Giving the equation:


y=-x^3+x+2

Part II)

(-1, 2)

Explanation:

We have the equation:


y=ax^3+x+c

Where a and c are constants.

We are given gradient/slope of the curve at the point (1, 2) is -2.

Part I)

We know that the gradient of the curve exactly at the point (1, 2) is -2.

So, we will differentiate our equation. We have:


\displaystyle y=ax^3+x+c

Differentiate both sides with respect to x:


\displaystyle y^\prime=(d)/(dx)\big[ax^3+x+c\big]

Expand the right:


\displaystyle y^\prime=(d)/(dx)\big[ax^3]+(d)/(dx)\big[x\big]+(d)/(dx)\big[c\big]

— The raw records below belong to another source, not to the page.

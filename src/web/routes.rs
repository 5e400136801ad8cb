use crate::web::handlers::{admin, auth, public};
use crate::web::state::AppState;
use axum::extract::DefaultBodyLimit;
use axum::routing::{get, post};
use axum::Router;
use std::sync::Arc;

pub fn public_routes() -> Router<Arc<AppState>> {
    Router::new()
        .route("/", get(public::index))
        .route("/blog", get(public::blog))
        .route("/blog/:slug", get(public::post))
        .route("/papers", get(public::papers_page))
        .route("/about", get(public::about_page))
        .route("/feed.xml", get(public::rss_feed))
        .route("/media/*path", get(public::serve_media))
}

pub fn admin_routes(max_upload_mb: usize) -> Router<Arc<AppState>> {
    let upload_limit = DefaultBodyLimit::max(upload_body_limit(max_upload_mb));

    Router::new()
        .route("/admin/login", get(auth::login_form).post(auth::login))
        .route("/admin/logout", post(auth::logout))
        .route("/admin/setup", get(auth::setup_form).post(auth::setup))
        .route("/admin", get(admin::dashboard))
        .route("/admin/posts", get(admin::posts_index))
        .route(
            "/admin/posts/new",
            get(admin::new_post).post(admin::create_post).layer(upload_limit.clone()),
        )
        .route(
            "/admin/posts/:slug/edit",
            get(admin::edit_post).post(admin::update_post).layer(upload_limit),
        )
        .route("/admin/posts/:slug/delete", post(admin::delete_post))
        .route("/admin/papers", get(admin::papers_index))
        .route(
            "/admin/papers/new",
            get(admin::new_paper).post(admin::create_paper),
        )
        .route(
            "/admin/papers/:id/edit",
            get(admin::edit_paper).post(admin::update_paper),
        )
        .route("/admin/papers/:id/delete", post(admin::delete_paper))
        .route(
            "/admin/settings",
            get(admin::settings).post(admin::save_settings),
        )
}

// The post form's multipart framing and text fields ride along with
// the image bytes, so the request cap sits above the configured
// image cap.
fn upload_body_limit(max_upload_mb: usize) -> usize {
    (max_upload_mb + 2) * 1024 * 1024
}
use anyhow::Result;
use serde::{Deserialize, Serialize};
use std::path::Path;

#[derive(Debug, Clone, Deserialize, Serialize)]
pub struct Config {
    pub site: SiteConfig,
    pub server: ServerConfig,
    pub database: DatabaseConfig,
    #[serde(default)]
    pub content: ContentConfig,
    pub media: MediaConfig,
    #[serde(default)]
    pub auth: AuthConfig,
}

#[derive(Debug, Clone, Deserialize, Serialize)]
pub struct SiteConfig {
    pub title: String,
    pub description: String,
    pub url: String,
    #[serde(default = "default_language")]
    pub language: String,
}

#[derive(Debug, Clone, Deserialize, Serialize)]
pub struct ServerConfig {
    #[serde(default = "default_host")]
    pub host: String,
    #[serde(default = "default_port")]
    pub port: u16,
}

#[derive(Debug, Clone, Deserialize, Serialize)]
pub struct DatabaseConfig {
    pub path: String,
}

#[derive(Debug, Clone, Deserialize, Serialize)]
pub struct ContentConfig {
    #[serde(default = "default_posts_per_page")]
    pub posts_per_page: usize,
    #[serde(default = "default_excerpt_length")]
    pub excerpt_length: usize,
}

impl Default for ContentConfig {
    fn default() -> Self {
        Self {
            posts_per_page: default_posts_per_page(),
            excerpt_length: default_excerpt_length(),
        }
    }
}

#[derive(Debug, Clone, Deserialize, Serialize)]
pub struct MediaConfig {
    pub upload_dir: String,
    #[serde(default = "default_max_upload_mb")]
    pub max_upload_mb: usize,
}

#[derive(Debug, Clone, Deserialize, Serialize)]
pub struct AuthConfig {
    #[serde(default = "default_session_days")]
    pub session_days: i64,
}

impl Default for AuthConfig {
    fn default() -> Self {
        Self {
            session_days: default_session_days(),
        }
    }
}

fn default_language() -> String {
    "en".to_string()
}

fn default_host() -> String {
    "127.0.0.1".to_string()
}

fn default_port() -> u16 {
    3000
}

fn default_posts_per_page() -> usize {
    9
}

fn default_excerpt_length() -> usize {
    200
}

fn default_max_upload_mb() -> usize {
    10
}

fn default_session_days() -> i64 {
    7
}

impl Config {
    pub fn load(path: &Path) -> Result<Self> {
        let content = std::fs::read_to_string(path).map_err(|e| {
            anyhow::anyhow!(
                "Could not read config file '{}': {}. Are you in a Quill site directory?",
                path.display(),
                e
            )
        })?;
        let config: Config = toml::from_str(&content)?;
        config.validate()?;
        Ok(config)
    }

    pub fn validate(&self) -> Result<()> {
        if self.content.posts_per_page == 0 {
            anyhow::bail!("content.posts_per_page must be greater than 0");
        }
        if self.content.posts_per_page > 100 {
            anyhow::bail!("content.posts_per_page must be 100 or less");
        }
        if self.content.excerpt_length == 0 {
            anyhow::bail!("content.excerpt_length must be greater than 0");
        }
        if self.media.max_upload_mb == 0 || self.media.max_upload_mb > 50 {
            anyhow::bail!("media.max_upload_mb must be between 1 and 50");
        }
        if self.auth.session_days <= 0 {
            anyhow::bail!("auth.session_days must be positive");
        }
        Ok(())
    }
}
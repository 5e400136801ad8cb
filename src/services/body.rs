use ammonia::Builder;
use once_cell::sync::Lazy;

// The post body arrives as an HTML string from whatever rich-text
// editor the operator pastes out of; it is never trusted as-is.
static SANITIZER: Lazy<Builder<'static>> = Lazy::new(|| {
    let mut builder = Builder::default();
    builder
        .add_tags(["figure", "figcaption", "del", "span"])
        .add_tag_attributes("img", ["src", "alt", "title", "width", "height", "loading"]);
    builder
});

/// Cleans rich-text editor output down to a safe HTML fragment.
pub fn sanitize_html(body: &str) -> String {
    SANITIZER.clean(body).to_string()
}

/// Plain-text excerpt of an HTML body, for cards and the RSS feed.
/// Truncates on a word boundary and appends an ellipsis.
pub fn text_excerpt(body_html: &str, max_chars: usize) -> String {
    let mut text = String::with_capacity(body_html.len());
    let mut in_tag = false;
    for c in body_html.chars() {
        match c {
            '<' => in_tag = true,
            '>' => {
                in_tag = false;
                if !text.ends_with(' ') && !text.is_empty() {
                    text.push(' ');
                }
            }
            c if !in_tag => text.push(c),
            _ => {}
        }
    }

    let text = text.split_whitespace().collect::<Vec<_>>().join(" ");
    if text.chars().count() <= max_chars {
        return text;
    }

    let mut out = String::new();
    for word in text.split_whitespace() {
        if out.chars().count() + word.chars().count() + 1 > max_chars {
            break;
        }
        if !out.is_empty() {
            out.push(' ');
        }
        out.push_str(word);
    }
    out.push_str("...");
    out
}
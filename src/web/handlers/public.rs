use crate::models::User;
use crate::services::{about, papers, posts};
use crate::web::error::AppResult;
use crate::web::extractors::OptionalUser;
use crate::web::state::AppState;
use axum::extract::{Path, State};
use axum::http::{header, StatusCode};
use axum::response::{Html, IntoResponse, Response};
use std::sync::Arc;
use tera::Context;

fn make_context(state: &AppState, user: &Option<User>) -> Context {
    let mut ctx = Context::new();
    ctx.insert("site", &state.config.site);
    ctx.insert("user", user);
    ctx
}

pub async fn index(
    State(state): State<Arc<AppState>>,
    OptionalUser(user): OptionalUser,
) -> AppResult<Html<String>> {
    let excerpt_length = state.config.content.excerpt_length;
    let featured: Vec<_> = posts::list_featured(&state.db)?
        .into_iter()
        .map(|p| posts::summarize(p, excerpt_length))
        .collect();
    let recent: Vec<_> = posts::list_posts(&state.db, state.config.content.posts_per_page, 0)?
        .into_iter()
        .map(|p| posts::summarize(p, excerpt_length))
        .collect();

    let mut ctx = make_context(&state, &user);
    ctx.insert("featured", &featured);
    ctx.insert("posts", &recent);

    let html = state.templates.render("public/index.html", &ctx)?;
    Ok(Html(html))
}

pub async fn blog(
    State(state): State<Arc<AppState>>,
    OptionalUser(user): OptionalUser,
) -> AppResult<Html<String>> {
    let summaries = posts::list_summaries(&state.db, state.config.content.excerpt_length)?;

    let mut ctx = make_context(&state, &user);
    ctx.insert("posts", &summaries);

    let html = state.templates.render("public/blog.html", &ctx)?;
    Ok(Html(html))
}

pub async fn post(
    State(state): State<Arc<AppState>>,
    OptionalUser(user): OptionalUser,
    Path(slug): Path<String>,
) -> AppResult<Response> {
    match posts::get_post(&state.db, &slug)? {
        Some(p) => {
            let mut ctx = make_context(&state, &user);
            ctx.insert("post", &p);

            let html = state.templates.render("public/post.html", &ctx)?;
            Ok(Html(html).into_response())
        }
        None => render_404(&state, &user),
    }
}

pub async fn papers_page(
    State(state): State<Arc<AppState>>,
    OptionalUser(user): OptionalUser,
) -> AppResult<Html<String>> {
    let papers_list = papers::list_papers(&state.db)?;

    let mut ctx = make_context(&state, &user);
    ctx.insert("papers", &papers_list);

    let html = state.templates.render("public/papers.html", &ctx)?;
    Ok(Html(html))
}

pub async fn about_page(
    State(state): State<Arc<AppState>>,
    OptionalUser(user): OptionalUser,
) -> AppResult<Html<String>> {
    let about = about::get_about(&state.db)?;

    let mut ctx = make_context(&state, &user);
    ctx.insert("about", &about);

    let html = state.templates.render("public/about.html", &ctx)?;
    Ok(Html(html))
}

pub async fn serve_media(
    State(state): State<Arc<AppState>>,
    Path(filename): Path<String>,
) -> AppResult<Response> {
    // Prevent path traversal attacks
    if filename.contains("..") || filename.contains('/') || filename.contains('\\') {
        return Ok(StatusCode::NOT_FOUND.into_response());
    }

    let file_path = state.media_dir.join(&filename);

    let canonical_media = state.media_dir.canonicalize().unwrap_or_default();
    let canonical_file = match file_path.canonicalize() {
        Ok(p) => p,
        Err(_) => return Ok(StatusCode::NOT_FOUND.into_response()),
    };

    if !canonical_file.starts_with(&canonical_media) {
        return Ok(StatusCode::NOT_FOUND.into_response());
    }

    let content = tokio::fs::read(&file_path).await?;
    let mime = mime_guess::from_path(&filename).first_or_octet_stream();

    Ok(([(header::CONTENT_TYPE, mime.as_ref())], content).into_response())
}

pub async fn rss_feed(State(state): State<Arc<AppState>>) -> AppResult<Response> {
    let summaries = posts::list_summaries(&state.db, state.config.content.excerpt_length)?;
    let site = &state.config.site;

    let mut items = String::new();
    for post in summaries.iter().take(20) {
        items.push_str(&format!(
            r#"
    <item>
      <title>{}</title>
      <link>{}/blog/{}</link>
      <description><![CDATA[{}]]></description>
      <pubDate>{}</pubDate>
      <guid>{}/blog/{}</guid>
    </item>"#,
            html_escape(&post.title),
            site.url,
            post.slug,
            post.excerpt,
            rfc822_date(&post.date),
            site.url,
            post.slug
        ));
    }

    let rss = format!(
        r#"<?xml version="1.0" encoding="UTF-8"?>
<rss version="2.0" xmlns:atom="http://www.w3.org/2005/Atom">
  <channel>
    <title>{}</title>
    <link>{}</link>
    <description>{}</description>
    <language>{}</language>
    <atom:link href="{}/feed.xml" rel="self" type="application/rss+xml"/>
    {}
  </channel>
</rss>"#,
        html_escape(&site.title),
        site.url,
        html_escape(&site.description),
        site.language,
        site.url,
        items
    );

    Ok((
        [(header::CONTENT_TYPE, "application/rss+xml; charset=utf-8")],
        rss,
    )
        .into_response())
}

pub async fn not_found(
    State(state): State<Arc<AppState>>,
    OptionalUser(user): OptionalUser,
) -> AppResult<Response> {
    render_404(&state, &user)
}

fn render_404(state: &AppState, user: &Option<User>) -> AppResult<Response> {
    let ctx = make_context(state, user);
    let html = state.templates.render("public/404.html", &ctx)?;
    Ok((StatusCode::NOT_FOUND, Html(html)).into_response())
}

fn html_escape(s: &str) -> String {
    s.replace('&', "&amp;")
        .replace('<', "&lt;")
        .replace('>', "&gt;")
        .replace('"', "&quot;")
}

// RSS 2.0 wants RFC 822 dates; post dates are stored as YYYY-MM-DD.
fn rfc822_date(date: &str) -> String {
    chrono::NaiveDate::parse_from_str(date, "%Y-%m-%d")
        .map(|d| d.format("%a, %d %b %Y 00:00:00 +0000").to_string())
        .unwrap_or_else(|_| date.to_string())
}

#[cfg(test)]
mod tests {
    use super::rfc822_date;

    #[test]
    fn test_rfc822_date_from_stored_format() {
        assert_eq!(rfc822_date("2025-06-01"), "Sun, 01 Jun 2025 00:00:00 +0000");
    }

    #[test]
    fn test_rfc822_date_passes_through_unparseable() {
        assert_eq!(rfc822_date("not a date"), "not a date");
    }
}
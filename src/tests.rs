#[cfg(test)]
mod tests {

    mod slug_tests {
        use crate::services::slug::{derive_slug, validate_slug};

        #[test]
        fn test_derive_slug_basic() {
            assert_eq!(derive_slug("Hello World"), "hello-world");
        }

        #[test]
        fn test_derive_slug_special_characters() {
            assert_eq!(derive_slug("Hello, World!"), "hello-world");
        }

        #[test]
        fn test_derive_slug_accents() {
            assert_eq!(derive_slug("Café au lait"), "cafe-au-lait");
            assert_eq!(derive_slug("Él Amanecer de la IA"), "el-amanecer-de-la-ia");
        }

        #[test]
        fn test_derive_slug_numbers() {
            assert_eq!(derive_slug("Article 123"), "article-123");
        }

        #[test]
        fn test_derive_slug_collapses_runs() {
            assert_eq!(derive_slug("Hello   World"), "hello-world");
            assert_eq!(derive_slug("A   B--C"), "a-b-c");
            assert_eq!(derive_slug("one - two"), "one-two");
        }

        #[test]
        fn test_derive_slug_no_edge_hyphens() {
            assert_eq!(derive_slug("  Hello World  "), "hello-world");
            assert_eq!(derive_slug("-leading and trailing-"), "leading-and-trailing");
            assert_eq!(derive_slug("!!! Wow !!!"), "wow");
        }

        #[test]
        fn test_derive_slug_empty_input() {
            assert_eq!(derive_slug(""), "");
            assert_eq!(derive_slug("   "), "");
            assert_eq!(derive_slug("!!!"), "");
        }

        #[test]
        fn test_derive_slug_idempotent() {
            for title in ["Hello World", "Café au lait", "A   B--C", "Article 123"] {
                let once = derive_slug(title);
                assert_eq!(derive_slug(&once), once);
            }
        }

        #[test]
        fn test_validate_slug_valid() {
            assert!(validate_slug("hello-world"));
            assert!(validate_slug("my-blog-post-2024"));
            assert!(validate_slug("a"));
            assert!(validate_slug("123"));
        }

        #[test]
        fn test_validate_slug_invalid_empty() {
            assert!(!validate_slug(""));
        }

        #[test]
        fn test_validate_slug_invalid_uppercase() {
            assert!(!validate_slug("Hello-World"));
        }

        #[test]
        fn test_validate_slug_invalid_special_chars() {
            assert!(!validate_slug("hello_world"));
            assert!(!validate_slug("hello world"));
            assert!(!validate_slug("hello!world"));
        }

        #[test]
        fn test_validate_slug_invalid_hyphen_placement() {
            assert!(!validate_slug("-hello"));
            assert!(!validate_slug("hello-"));
            assert!(!validate_slug("hello--world"));
        }

        #[test]
        fn test_validate_slug_too_long() {
            let long = "a".repeat(201);
            assert!(!validate_slug(&long));
            let ok = "a".repeat(200);
            assert!(validate_slug(&ok));
        }
    }

    mod featured_tests {
        use crate::services::featured::{can_set_featured, FEATURED_LIMIT};

        #[test]
        fn test_feature_under_limit() {
            assert!(can_set_featured(0, true, false));
            assert!(can_set_featured(1, true, false));
        }

        #[test]
        fn test_feature_at_limit_denied() {
            assert!(!can_set_featured(FEATURED_LIMIT, true, false));
            assert!(!can_set_featured(FEATURED_LIMIT + 1, true, false));
        }

        #[test]
        fn test_already_featured_is_noop() {
            // Re-saving a featured post at the cap must not be denied.
            assert!(can_set_featured(FEATURED_LIMIT, true, true));
        }

        #[test]
        fn test_unfeature_always_allowed() {
            assert!(can_set_featured(0, false, false));
            assert!(can_set_featured(FEATURED_LIMIT, false, true));
            assert!(can_set_featured(FEATURED_LIMIT + 1, false, true));
        }
    }

    mod body_tests {
        use crate::services::body::{sanitize_html, text_excerpt};

        #[test]
        fn test_sanitize_strips_script() {
            let out = sanitize_html("<p>hi</p><script>alert(1)</script>");
            assert!(out.contains("<p>hi</p>"));
            assert!(!out.contains("script"));
        }

        #[test]
        fn test_sanitize_strips_event_handlers() {
            let out = sanitize_html(r#"<p onclick="steal()">hi</p>"#);
            assert!(!out.contains("onclick"));
            assert!(out.contains("hi"));
        }

        #[test]
        fn test_sanitize_keeps_images() {
            let out = sanitize_html(r#"<img src="/media/a.png" alt="a">"#);
            assert!(out.contains("img"));
            assert!(out.contains("/media/a.png"));
        }

        #[test]
        fn test_excerpt_strips_tags() {
            let out = text_excerpt("<p>Hello <strong>world</strong></p>", 200);
            assert_eq!(out, "Hello world");
        }

        #[test]
        fn test_excerpt_truncates_on_word_boundary() {
            let out = text_excerpt("<p>one two three four five</p>", 10);
            assert!(out.ends_with("..."));
            assert!(out.len() <= 13);
            assert!(!out.contains("three four"));
        }

        #[test]
        fn test_excerpt_short_body_untouched() {
            assert_eq!(text_excerpt("<p>short</p>", 200), "short");
        }
    }

    mod media_tests {
        use crate::services::media::store_image;
        use std::path::PathBuf;

        // Enough of a PNG for content sniffing to recognize it.
        const PNG_HEADER: &[u8] = &[
            0x89, b'P', b'N', b'G', 0x0D, 0x0A, 0x1A, 0x0A, 0x00, 0x00, 0x00, 0x0D,
        ];

        fn temp_upload_dir(tag: &str) -> PathBuf {
            let dir =
                std::env::temp_dir().join(format!("quill_media_{}_{}", tag, std::process::id()));
            std::fs::create_dir_all(&dir).unwrap();
            dir
        }

        #[test]
        fn test_store_image_rejects_empty_file() {
            let dir = temp_upload_dir("empty");
            assert!(store_image(&dir, "a.png", &[], 10).is_err());
            std::fs::remove_dir_all(&dir).ok();
        }

        #[test]
        fn test_store_image_rejects_oversized_file() {
            let dir = temp_upload_dir("big");
            let mut data = PNG_HEADER.to_vec();
            data.resize(1024 * 1024 + 1, 0);
            let err = store_image(&dir, "a.png", &data, 1).unwrap_err();
            assert!(err.to_string().contains("too large"));
            std::fs::remove_dir_all(&dir).ok();
        }

        #[test]
        fn test_store_image_rejects_non_image_bytes() {
            let dir = temp_upload_dir("text");
            let err =
                store_image(&dir, "notes.txt", b"just some text, not pixels", 10).unwrap_err();
            assert!(err.to_string().contains("images"));
            std::fs::remove_dir_all(&dir).ok();
        }

        #[test]
        fn test_store_image_writes_png_under_uuid_name() {
            let dir = temp_upload_dir("ok");
            let url = store_image(&dir, "photo.png", PNG_HEADER, 10).unwrap();

            let filename = url.strip_prefix("/media/").expect("served from /media/");
            assert!(filename.ends_with(".png"));
            let stem = filename.strip_suffix(".png").unwrap();
            assert!(uuid::Uuid::parse_str(stem).is_ok());
            assert!(dir.join(filename).exists());
            std::fs::remove_dir_all(&dir).ok();
        }
    }

    mod auth_tests {
        use crate::services::auth::{
            generate_session_token, hash_password, validate_password, validate_username,
            verify_password,
        };

        #[test]
        fn test_hash_and_verify() {
            let hash = hash_password("Password123").unwrap();
            assert!(verify_password("Password123", &hash));
            assert!(!verify_password("WrongPass456", &hash));
        }

        #[test]
        fn test_hashes_are_salted() {
            let a = hash_password("Password123").unwrap();
            let b = hash_password("Password123").unwrap();
            assert_ne!(a, b);
        }

        #[test]
        fn test_verify_garbage_hash() {
            assert!(!verify_password("Password123", "not-a-hash"));
        }

        #[test]
        fn test_session_tokens_unique() {
            let a = generate_session_token();
            let b = generate_session_token();
            assert_ne!(a, b);
            assert!(a.len() >= 32);
        }

        #[test]
        fn test_password_rules() {
            assert!(validate_password("Password123").is_ok());
            assert!(validate_password("short1A").is_err());
            assert!(validate_password("alllowercase1").is_err());
            assert!(validate_password("ALLUPPERCASE1").is_err());
            assert!(validate_password("NoDigitsHere").is_err());
        }

        #[test]
        fn test_username_rules() {
            assert!(validate_username("alice").is_ok());
            assert!(validate_username("alice_2").is_ok());
            assert!(validate_username("").is_err());
            assert!(validate_username("has space").is_err());
        }
    }

    mod config_tests {
        use crate::Config;

        #[test]
        fn test_load_minimal_config() {
            let dir = std::env::temp_dir().join(format!("quill_cfg_{}", std::process::id()));
            std::fs::create_dir_all(&dir).unwrap();
            let path = dir.join("quill.toml");
            std::fs::write(
                &path,
                r#"
[site]
title = "Test"
description = "Testing"
url = "http://localhost:3000"

[server]

[database]
path = ":memory:"

[media]
upload_dir = "/tmp/media"
"#,
            )
            .unwrap();

            let config = Config::load(&path).unwrap();
            assert_eq!(config.site.title, "Test");
            assert_eq!(config.server.port, 3000);
            assert_eq!(config.content.posts_per_page, 9);
            assert_eq!(config.content.excerpt_length, 200);
            assert_eq!(config.auth.session_days, 7);

            std::fs::remove_dir_all(&dir).ok();
        }

        #[test]
        fn test_validate_rejects_zero_page_size() {
            let toml = r#"
[site]
title = "Test"
description = "Testing"
url = "http://localhost:3000"

[server]

[database]
path = ":memory:"

[content]
posts_per_page = 0

[media]
upload_dir = "/tmp/media"
"#;
            let config: crate::Config = toml::from_str(toml).unwrap();
            assert!(config.validate().is_err());
        }
    }

    mod rate_limit_tests {
        use crate::web::security::RateLimiter;
        use std::time::Duration;

        #[test]
        fn test_limiter_blocks_after_max_attempts() {
            let limiter = RateLimiter::new(3, Duration::from_secs(60));
            assert!(limiter.check("k"));
            limiter.record_attempt("k");
            limiter.record_attempt("k");
            limiter.record_attempt("k");
            assert!(!limiter.check("k"));
        }

        #[test]
        fn test_limiter_clear_resets() {
            let limiter = RateLimiter::new(1, Duration::from_secs(60));
            limiter.record_attempt("k");
            assert!(!limiter.check("k"));
            limiter.clear("k");
            assert!(limiter.check("k"));
        }

        #[test]
        fn test_limiter_keys_are_independent() {
            let limiter = RateLimiter::new(1, Duration::from_secs(60));
            limiter.record_attempt("a");
            assert!(!limiter.check("a"));
            assert!(limiter.check("b"));
        }
    }
}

Since a and c are simply constants, we can move them outside:


\displaystyle y^\prime=a(d)/(dx)\big[x^3]+(d)/(dx)\big[x\big]+c(d)/(dx)\big[1\big]

Differentiate. Note that the derivative of a constant is simply 0.


\displaystyle y^\prime=3ax^2+1

We know that at the point (1, 2), the gradient/slope is -2.

Hence, when x is 1 and when y is 2, y’ is -2.

So (we don’t have a y so we can ignore it):


-2=3a(1)^2+1

Solve for a. Simplify:


-2=3a+1

Subtract 1 from both sides yield:


-3=3a

So, it follows that:


a=-1

Therefore, our derivative will be:


y=-3x^2+1

Now, we can go back to our original equation:


y=ax^3+x+c

Since we know that a is -1:


y=-x^3+x+c

Recall that we know that a point on our curve is (1, 2).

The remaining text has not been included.